Collection entries:
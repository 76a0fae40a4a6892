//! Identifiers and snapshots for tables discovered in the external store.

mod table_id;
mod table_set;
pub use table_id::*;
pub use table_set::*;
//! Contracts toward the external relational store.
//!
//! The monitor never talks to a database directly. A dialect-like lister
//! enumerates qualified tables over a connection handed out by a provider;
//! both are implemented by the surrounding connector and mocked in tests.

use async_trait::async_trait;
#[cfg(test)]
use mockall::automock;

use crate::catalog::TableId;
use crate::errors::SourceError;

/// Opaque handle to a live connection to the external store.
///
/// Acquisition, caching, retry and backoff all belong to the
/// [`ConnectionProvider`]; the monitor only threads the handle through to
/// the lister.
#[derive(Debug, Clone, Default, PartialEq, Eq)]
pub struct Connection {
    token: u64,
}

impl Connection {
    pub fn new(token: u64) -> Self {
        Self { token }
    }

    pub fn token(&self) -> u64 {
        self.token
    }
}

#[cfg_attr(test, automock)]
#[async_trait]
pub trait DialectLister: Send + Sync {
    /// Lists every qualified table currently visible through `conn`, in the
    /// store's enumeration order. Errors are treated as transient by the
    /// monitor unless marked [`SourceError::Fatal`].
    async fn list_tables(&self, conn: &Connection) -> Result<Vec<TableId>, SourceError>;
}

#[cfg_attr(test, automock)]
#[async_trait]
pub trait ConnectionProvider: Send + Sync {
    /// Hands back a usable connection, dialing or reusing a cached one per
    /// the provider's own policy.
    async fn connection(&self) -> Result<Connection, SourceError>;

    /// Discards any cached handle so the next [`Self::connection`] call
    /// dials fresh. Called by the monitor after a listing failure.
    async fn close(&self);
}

> WORK TO BE COMPLETED
Every single record is to be set down again, unaltered.

> SOLUTION BELOW
repository 76a0fae40a4a6892
//! Identifiers and snapshots for tables discovered in the external store.

mod table_id;
mod table_set;
pub use table_id::*;
pub use table_set::*;
//! Contracts toward the external relational store.
//!
//! The monitor never talks to a database directly. A dialect-like lister
//! enumerates qualified tables over a connection handed out by a provider;
//! both are implemented by the surrounding connector and mocked in tests.

use async_trait::async_trait;
#[cfg(test)]
use mockall::automock;

use crate::catalog::TableId;
use crate::errors::SourceError;

/// Opaque handle to a live connection to the external store.
///
/// Acquisition, caching, retry and backoff all belong to the
/// [`ConnectionProvider`]; the monitor only threads the handle through to
/// the lister.
#[derive(Debug, Clone, Default, PartialEq, Eq)]
pub struct Connection {
    token: u64,
}

impl Connection {
    pub fn new(token: u64) -> Self {
        Self { token }
    }

    pub fn token(&self) -> u64 {
        self.token
    }
}

#[cfg_attr(test, automock)]
#[async_trait]
pub trait DialectLister: Send + Sync {
    /// Lists every qualified table currently visible through `conn`, in the
    /// store's enumeration order. Errors are treated as transient by the
    /// monitor unless marked [`SourceError::Fatal`].
    async fn list_tables(&self, conn: &Connection) -> Result<Vec<TableId>, SourceError>;
}

#[cfg_attr(test, automock)]
#[async_trait]
pub trait ConnectionProvider: Send + Sync {
    /// Hands back a usable connection, dialing or reusing a cached one per
    /// the provider's own policy.
    async fn connection(&self) -> Result<Connection, SourceError>;

    /// Discards any cached handle so the next [`Self::connection`] call
    /// dials fresh. Called by the monitor after a listing failure.
    async fn close(&self);
}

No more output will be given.